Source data
———
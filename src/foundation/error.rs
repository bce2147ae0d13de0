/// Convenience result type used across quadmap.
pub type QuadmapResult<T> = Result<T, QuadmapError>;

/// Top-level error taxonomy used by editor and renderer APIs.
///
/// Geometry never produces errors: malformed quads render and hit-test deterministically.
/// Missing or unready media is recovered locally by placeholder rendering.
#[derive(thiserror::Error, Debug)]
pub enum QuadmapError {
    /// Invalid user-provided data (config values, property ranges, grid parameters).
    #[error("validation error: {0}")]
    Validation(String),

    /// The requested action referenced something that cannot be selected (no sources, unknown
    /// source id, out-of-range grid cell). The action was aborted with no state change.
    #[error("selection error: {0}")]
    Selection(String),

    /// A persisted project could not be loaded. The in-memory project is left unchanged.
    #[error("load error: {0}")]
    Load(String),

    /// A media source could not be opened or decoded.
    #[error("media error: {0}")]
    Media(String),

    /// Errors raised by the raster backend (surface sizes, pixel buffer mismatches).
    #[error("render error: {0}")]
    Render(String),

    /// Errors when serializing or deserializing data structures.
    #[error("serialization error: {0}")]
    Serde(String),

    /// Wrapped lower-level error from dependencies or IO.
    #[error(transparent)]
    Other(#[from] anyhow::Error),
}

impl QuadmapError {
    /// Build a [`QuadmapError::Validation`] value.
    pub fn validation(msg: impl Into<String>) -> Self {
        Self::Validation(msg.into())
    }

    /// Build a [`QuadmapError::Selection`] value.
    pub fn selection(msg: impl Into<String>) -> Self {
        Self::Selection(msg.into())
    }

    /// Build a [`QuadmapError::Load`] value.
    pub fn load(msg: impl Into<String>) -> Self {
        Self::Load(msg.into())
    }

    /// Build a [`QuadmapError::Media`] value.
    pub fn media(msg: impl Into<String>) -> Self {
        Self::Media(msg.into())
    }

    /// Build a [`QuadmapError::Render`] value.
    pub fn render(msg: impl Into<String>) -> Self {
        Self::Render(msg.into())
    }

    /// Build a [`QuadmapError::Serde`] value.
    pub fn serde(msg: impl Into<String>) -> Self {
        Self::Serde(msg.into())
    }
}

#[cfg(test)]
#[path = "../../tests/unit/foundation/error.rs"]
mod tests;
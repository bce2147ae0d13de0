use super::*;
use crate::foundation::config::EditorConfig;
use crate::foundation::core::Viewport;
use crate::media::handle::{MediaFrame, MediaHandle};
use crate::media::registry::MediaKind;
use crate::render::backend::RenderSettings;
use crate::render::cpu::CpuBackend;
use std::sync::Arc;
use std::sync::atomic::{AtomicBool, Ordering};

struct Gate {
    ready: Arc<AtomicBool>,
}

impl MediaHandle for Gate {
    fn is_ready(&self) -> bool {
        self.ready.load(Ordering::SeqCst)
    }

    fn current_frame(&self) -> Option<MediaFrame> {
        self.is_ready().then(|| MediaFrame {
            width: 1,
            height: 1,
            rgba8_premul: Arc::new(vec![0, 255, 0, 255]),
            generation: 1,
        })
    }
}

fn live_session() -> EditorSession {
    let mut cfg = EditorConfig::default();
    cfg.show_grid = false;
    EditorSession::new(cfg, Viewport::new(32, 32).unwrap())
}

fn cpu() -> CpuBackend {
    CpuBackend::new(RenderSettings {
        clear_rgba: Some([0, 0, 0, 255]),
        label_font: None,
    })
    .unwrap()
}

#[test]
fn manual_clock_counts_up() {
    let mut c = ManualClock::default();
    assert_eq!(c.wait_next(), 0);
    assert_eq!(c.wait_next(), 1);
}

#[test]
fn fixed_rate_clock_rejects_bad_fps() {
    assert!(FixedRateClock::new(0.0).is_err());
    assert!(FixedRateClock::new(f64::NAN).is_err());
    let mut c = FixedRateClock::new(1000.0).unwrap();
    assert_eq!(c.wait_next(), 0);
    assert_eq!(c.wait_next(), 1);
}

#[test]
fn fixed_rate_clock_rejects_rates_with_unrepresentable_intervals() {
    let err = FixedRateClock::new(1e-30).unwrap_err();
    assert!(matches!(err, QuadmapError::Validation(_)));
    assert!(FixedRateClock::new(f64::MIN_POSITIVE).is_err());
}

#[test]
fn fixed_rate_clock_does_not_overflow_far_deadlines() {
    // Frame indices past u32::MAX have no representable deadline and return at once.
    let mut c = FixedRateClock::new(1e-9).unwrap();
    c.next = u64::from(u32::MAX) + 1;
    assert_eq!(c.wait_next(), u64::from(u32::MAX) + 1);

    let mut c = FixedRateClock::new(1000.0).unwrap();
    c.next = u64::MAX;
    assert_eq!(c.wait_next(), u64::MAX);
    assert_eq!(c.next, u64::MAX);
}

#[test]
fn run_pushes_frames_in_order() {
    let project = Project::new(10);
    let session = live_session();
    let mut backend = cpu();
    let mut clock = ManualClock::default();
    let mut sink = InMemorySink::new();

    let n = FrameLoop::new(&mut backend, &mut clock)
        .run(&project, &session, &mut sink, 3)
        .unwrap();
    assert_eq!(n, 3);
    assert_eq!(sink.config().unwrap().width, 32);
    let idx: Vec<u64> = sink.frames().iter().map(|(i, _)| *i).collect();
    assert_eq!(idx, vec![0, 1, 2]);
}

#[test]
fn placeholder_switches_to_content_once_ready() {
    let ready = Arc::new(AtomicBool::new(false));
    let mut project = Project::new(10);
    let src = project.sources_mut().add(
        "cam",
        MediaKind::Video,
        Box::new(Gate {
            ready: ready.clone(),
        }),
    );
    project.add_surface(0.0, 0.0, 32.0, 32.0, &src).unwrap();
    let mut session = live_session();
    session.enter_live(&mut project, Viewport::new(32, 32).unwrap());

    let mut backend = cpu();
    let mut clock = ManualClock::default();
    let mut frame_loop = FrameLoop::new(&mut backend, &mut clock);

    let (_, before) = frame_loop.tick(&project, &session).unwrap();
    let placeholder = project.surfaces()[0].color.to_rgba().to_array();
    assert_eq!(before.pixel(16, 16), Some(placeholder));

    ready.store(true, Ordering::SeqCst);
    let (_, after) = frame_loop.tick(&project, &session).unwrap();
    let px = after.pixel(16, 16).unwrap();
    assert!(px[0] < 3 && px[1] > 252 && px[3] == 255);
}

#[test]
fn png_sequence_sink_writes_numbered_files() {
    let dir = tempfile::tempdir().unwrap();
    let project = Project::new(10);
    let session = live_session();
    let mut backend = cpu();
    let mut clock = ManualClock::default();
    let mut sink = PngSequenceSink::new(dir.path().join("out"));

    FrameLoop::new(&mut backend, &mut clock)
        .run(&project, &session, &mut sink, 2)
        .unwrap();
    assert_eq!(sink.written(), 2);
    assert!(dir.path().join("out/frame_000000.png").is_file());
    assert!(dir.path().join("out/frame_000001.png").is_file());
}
———
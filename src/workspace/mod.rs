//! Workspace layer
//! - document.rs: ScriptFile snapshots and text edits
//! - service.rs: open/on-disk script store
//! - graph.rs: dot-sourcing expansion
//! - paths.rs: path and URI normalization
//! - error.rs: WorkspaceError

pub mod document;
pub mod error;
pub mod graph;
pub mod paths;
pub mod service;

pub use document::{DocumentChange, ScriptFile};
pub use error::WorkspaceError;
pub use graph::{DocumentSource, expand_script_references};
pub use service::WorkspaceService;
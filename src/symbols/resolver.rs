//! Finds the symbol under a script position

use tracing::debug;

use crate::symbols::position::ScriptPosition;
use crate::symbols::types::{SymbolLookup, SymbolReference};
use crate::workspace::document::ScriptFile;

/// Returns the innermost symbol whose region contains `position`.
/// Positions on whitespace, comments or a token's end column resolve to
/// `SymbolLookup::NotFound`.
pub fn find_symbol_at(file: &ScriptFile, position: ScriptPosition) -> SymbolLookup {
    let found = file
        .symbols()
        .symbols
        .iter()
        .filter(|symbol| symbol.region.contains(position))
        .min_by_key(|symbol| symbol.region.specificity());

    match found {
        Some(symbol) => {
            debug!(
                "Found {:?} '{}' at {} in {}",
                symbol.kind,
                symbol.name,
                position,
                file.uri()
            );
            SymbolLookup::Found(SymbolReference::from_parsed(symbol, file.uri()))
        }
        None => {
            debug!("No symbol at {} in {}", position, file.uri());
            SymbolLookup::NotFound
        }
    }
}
———
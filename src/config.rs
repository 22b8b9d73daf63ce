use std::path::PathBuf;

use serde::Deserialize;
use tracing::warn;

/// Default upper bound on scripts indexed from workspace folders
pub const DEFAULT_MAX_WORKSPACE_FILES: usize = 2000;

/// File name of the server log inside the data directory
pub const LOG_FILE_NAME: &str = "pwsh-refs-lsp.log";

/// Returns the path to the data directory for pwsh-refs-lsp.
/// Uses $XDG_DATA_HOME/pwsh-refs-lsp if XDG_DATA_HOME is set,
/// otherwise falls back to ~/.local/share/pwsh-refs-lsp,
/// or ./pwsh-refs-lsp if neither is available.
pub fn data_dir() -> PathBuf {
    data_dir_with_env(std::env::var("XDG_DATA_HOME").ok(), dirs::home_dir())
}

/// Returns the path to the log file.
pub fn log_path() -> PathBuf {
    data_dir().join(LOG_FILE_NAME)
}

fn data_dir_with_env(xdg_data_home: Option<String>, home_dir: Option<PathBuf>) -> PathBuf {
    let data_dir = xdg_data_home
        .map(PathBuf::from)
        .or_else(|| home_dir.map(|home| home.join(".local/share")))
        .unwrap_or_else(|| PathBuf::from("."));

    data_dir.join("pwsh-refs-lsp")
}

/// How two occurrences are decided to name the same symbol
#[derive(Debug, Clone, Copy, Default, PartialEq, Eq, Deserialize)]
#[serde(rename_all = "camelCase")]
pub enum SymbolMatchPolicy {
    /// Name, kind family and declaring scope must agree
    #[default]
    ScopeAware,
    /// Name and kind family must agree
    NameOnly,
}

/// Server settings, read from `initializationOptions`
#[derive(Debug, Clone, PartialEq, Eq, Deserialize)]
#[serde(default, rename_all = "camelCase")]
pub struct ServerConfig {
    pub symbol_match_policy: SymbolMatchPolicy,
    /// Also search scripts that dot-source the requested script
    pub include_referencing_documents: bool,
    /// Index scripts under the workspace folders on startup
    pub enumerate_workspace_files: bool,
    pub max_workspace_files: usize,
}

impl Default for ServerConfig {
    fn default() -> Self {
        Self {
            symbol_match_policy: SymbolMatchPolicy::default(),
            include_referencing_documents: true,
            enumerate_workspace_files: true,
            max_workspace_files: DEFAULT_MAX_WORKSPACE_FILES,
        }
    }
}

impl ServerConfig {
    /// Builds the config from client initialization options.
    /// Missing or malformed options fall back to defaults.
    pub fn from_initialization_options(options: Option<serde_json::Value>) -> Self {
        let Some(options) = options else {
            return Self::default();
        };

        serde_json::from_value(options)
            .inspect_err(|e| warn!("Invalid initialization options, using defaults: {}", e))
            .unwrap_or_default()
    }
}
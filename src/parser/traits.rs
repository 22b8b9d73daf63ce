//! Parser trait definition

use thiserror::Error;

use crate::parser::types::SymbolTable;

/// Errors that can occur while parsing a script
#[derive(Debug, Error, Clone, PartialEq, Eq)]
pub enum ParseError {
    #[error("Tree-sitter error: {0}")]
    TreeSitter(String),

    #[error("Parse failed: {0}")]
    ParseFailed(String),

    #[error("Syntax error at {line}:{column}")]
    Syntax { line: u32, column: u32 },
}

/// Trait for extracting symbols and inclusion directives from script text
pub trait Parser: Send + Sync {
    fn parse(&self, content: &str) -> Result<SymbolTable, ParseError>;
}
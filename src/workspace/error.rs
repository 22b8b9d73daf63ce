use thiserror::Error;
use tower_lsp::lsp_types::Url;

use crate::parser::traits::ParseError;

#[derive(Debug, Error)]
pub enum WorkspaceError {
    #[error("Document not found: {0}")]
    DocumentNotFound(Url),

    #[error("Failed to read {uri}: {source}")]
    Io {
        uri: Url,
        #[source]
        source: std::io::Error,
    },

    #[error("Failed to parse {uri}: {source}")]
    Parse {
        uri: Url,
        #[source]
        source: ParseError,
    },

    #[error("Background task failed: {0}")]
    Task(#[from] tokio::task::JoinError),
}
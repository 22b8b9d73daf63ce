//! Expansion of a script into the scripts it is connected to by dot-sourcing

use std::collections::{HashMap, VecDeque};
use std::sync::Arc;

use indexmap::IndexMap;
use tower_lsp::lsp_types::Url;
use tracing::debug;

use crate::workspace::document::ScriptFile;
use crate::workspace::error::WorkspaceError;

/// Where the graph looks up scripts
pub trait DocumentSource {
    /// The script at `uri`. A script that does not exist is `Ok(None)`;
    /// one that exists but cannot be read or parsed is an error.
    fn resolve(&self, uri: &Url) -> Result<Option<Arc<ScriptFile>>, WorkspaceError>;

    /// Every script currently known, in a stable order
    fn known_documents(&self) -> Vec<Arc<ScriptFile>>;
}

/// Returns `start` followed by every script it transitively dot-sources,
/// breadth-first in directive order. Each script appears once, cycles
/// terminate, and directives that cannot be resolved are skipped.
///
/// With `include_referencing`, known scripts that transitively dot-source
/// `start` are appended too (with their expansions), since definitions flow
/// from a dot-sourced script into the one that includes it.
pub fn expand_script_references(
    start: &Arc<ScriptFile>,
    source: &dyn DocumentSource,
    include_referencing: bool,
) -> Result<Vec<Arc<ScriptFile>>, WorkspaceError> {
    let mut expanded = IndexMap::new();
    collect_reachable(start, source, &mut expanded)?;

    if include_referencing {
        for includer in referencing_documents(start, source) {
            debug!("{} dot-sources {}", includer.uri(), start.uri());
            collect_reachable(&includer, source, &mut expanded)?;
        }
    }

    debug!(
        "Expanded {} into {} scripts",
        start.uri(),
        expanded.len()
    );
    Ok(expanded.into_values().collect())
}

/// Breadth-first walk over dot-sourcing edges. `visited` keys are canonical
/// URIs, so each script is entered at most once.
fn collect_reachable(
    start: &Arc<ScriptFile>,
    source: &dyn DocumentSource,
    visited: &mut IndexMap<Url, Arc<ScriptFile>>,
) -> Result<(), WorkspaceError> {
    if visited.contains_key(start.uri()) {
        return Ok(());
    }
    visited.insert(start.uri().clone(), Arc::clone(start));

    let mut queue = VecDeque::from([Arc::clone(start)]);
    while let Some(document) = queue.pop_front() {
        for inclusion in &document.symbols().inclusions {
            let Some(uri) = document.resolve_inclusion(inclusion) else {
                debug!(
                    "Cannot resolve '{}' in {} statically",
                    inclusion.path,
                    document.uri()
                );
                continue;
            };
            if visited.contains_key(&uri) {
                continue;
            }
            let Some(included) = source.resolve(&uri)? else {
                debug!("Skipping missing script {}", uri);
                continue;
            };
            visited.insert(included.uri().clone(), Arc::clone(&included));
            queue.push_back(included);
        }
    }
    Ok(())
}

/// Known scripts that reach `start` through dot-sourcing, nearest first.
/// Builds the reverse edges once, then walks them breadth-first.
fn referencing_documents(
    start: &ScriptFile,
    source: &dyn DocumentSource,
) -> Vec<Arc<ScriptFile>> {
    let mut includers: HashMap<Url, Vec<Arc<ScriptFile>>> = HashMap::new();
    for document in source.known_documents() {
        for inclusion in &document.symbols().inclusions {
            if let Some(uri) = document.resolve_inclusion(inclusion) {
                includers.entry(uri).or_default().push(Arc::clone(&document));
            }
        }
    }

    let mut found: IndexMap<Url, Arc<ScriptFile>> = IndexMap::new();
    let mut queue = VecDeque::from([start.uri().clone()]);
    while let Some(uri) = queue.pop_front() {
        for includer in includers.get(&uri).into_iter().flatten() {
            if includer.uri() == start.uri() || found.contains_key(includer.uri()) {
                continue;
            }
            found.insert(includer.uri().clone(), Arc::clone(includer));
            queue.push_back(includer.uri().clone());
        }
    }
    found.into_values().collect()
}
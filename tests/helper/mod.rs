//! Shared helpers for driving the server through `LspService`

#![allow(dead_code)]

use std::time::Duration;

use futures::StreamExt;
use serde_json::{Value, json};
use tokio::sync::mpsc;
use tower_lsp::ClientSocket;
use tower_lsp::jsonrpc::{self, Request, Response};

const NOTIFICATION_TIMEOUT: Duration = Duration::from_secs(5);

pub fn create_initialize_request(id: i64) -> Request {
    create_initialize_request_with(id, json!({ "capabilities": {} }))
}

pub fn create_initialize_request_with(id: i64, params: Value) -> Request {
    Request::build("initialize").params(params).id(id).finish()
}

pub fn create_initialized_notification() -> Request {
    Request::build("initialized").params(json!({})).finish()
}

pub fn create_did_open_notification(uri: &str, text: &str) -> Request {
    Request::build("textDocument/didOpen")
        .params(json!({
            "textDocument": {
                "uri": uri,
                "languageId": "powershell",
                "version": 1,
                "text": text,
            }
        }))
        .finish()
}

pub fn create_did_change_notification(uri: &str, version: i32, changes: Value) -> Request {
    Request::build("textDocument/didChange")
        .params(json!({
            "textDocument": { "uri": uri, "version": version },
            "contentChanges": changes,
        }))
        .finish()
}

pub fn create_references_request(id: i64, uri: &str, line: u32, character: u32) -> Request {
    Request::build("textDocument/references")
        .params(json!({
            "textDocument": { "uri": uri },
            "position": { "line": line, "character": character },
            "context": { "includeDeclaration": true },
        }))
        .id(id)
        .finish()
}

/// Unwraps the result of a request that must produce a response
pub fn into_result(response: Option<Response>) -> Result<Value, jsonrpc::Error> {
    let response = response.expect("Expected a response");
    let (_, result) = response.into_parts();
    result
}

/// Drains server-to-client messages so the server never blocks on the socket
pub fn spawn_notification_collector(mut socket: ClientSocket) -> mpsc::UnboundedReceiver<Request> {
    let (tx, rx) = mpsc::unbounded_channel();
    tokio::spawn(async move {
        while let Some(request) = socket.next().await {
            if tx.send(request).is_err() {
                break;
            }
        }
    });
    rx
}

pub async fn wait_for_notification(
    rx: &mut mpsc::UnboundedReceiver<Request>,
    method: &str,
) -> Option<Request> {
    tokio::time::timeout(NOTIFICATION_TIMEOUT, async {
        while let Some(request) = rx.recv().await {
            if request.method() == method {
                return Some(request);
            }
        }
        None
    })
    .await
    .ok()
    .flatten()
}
———
* PROBLEM TO WORK ON:
Each line of the data that holds "ParseError" should be copied.

* ANSWER BOX:
pub enum ParseError {
    fn parse(&self, content: &str) -> Result<SymbolTable, ParseError>;
use crate::parser::traits::ParseError;
        source: ParseError,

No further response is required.